BEGIN SUPPLIED INFORMATION

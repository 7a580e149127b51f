//! Relationship discovery between new hexes and the existing corpus

use crate::ids::unique_edge_id;
use hive_domain::{Edge, EdgeCondition, Hex};
use hive_query::query_hexes;
use tracing::debug;

/// Priority of the best related edge
pub const RELATED_BASE_PRIORITY: i32 = 50;

/// Priority lost per rank
pub const RELATED_RANK_STEP: i32 = 10;

/// Hints of a hex that go into its search intent
const INTENT_HINTS: usize = 3;

/// Search intent standing in for a hex: name, description, first hints
pub fn discovery_intent(hex: &Hex) -> String {
    let mut parts: Vec<&str> = vec![hex.name.as_str(), hex.description.as_deref().unwrap_or("")];
    parts.extend(hex.entry_hints.iter().take(INTENT_HINTS).map(String::as_str));
    parts.join(" ")
}

/// Link every new hex to its best matches in `corpus`.
///
/// Results below `min_score` and the hex itself are dropped. The remaining
/// results get `related-` edges with priority `50 - 10 * rank`, not clamped.
/// Destinations the hex already links to are skipped. Edges are only ever
/// added. Returns the number of edges added.
pub fn discover(new_hexes: &mut [Hex], corpus: &[Hex], limit: usize, min_score: f64) -> usize {
    let mut added = 0;

    for hex in new_hexes.iter_mut() {
        let intent = discovery_intent(hex);
        let related: Vec<(String, String)> = query_hexes(corpus, &intent, limit)
            .into_iter()
            .filter(|result| result.score >= min_score && result.hex.id != hex.id)
            .map(|result| (result.hex.id.clone(), result.hex.name.clone()))
            .collect();

        for (rank, (to, name)) in related.into_iter().enumerate() {
            if hex.has_edge_to(&to) {
                continue;
            }
            let id = unique_edge_id(hex, &format!("related-{}", to));
            let priority = RELATED_BASE_PRIORITY - RELATED_RANK_STEP * rank as i32;
            hex.edges.push(Edge::new(
                id,
                to,
                EdgeCondition::intent(format!("explore {}", name.to_lowercase())),
                priority,
                format!("Related: {}", name),
            ));
            added += 1;
        }
    }

    debug!("Discovered {} related edges", added);
    added
}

END SUPPLIED INFORMATION

ACTIVITY:
Retype every entry, keeping each character as it was.

TASK RESPONSE:
repository 7a580e149127b51f
//! Relationship discovery between new hexes and the existing corpus

use crate::ids::unique_edge_id;
use hive_domain::{Edge, EdgeCondition, Hex};
use hive_query::query_hexes;
use tracing::debug;

/// Priority of the best related edge
pub const RELATED_BASE_PRIORITY: i32 = 50;

/// Priority lost per rank
pub const RELATED_RANK_STEP: i32 = 10;

/// Hints of a hex that go into its search intent
const INTENT_HINTS: usize = 3;

/// Search intent standing in for a hex: name, description, first hints
pub fn discovery_intent(hex: &Hex) -> String {
    let mut parts: Vec<&str> = vec![hex.name.as_str(), hex.description.as_deref().unwrap_or("")];
    parts.extend(hex.entry_hints.iter().take(INTENT_HINTS).map(String::as_str));
    parts.join(" ")
}

/// Link every new hex to its best matches in `corpus`.
///
/// Results below `min_score` and the hex itself are dropped. The remaining
/// results get `related-` edges with priority `50 - 10 * rank`, not clamped.
/// Destinations the hex already links to are skipped. Edges are only ever
/// added. Returns the number of edges added.
pub fn discover(new_hexes: &mut [Hex], corpus: &[Hex], limit: usize, min_score: f64) -> usize {
    let mut added = 0;

    for hex in new_hexes.iter_mut() {
        let intent = discovery_intent(hex);
        let related: Vec<(String, String)> = query_hexes(corpus, &intent, limit)
            .into_iter()
            .filter(|result| result.score >= min_score && result.hex.id != hex.id)
            .map(|result| (result.hex.id.clone(), result.hex.name.clone()))
            .collect();

        for (rank, (to, name)) in related.into_iter().enumerate() {
            if hex.has_edge_to(&to) {
                continue;
            }
            let id = unique_edge_id(hex, &format!("related-{}", to));
            let priority = RELATED_BASE_PRIORITY - RELATED_RANK_STEP * rank as i32;
            hex.edges.push(Edge::new(
                id,
                to,
                EdgeCondition::intent(format!("explore {}", name.to_lowercase())),
                priority,
                format!("Related: {}", name),
            ));
            added += 1;
        }
    }

    debug!("Discovered {} related edges", added);
    added
}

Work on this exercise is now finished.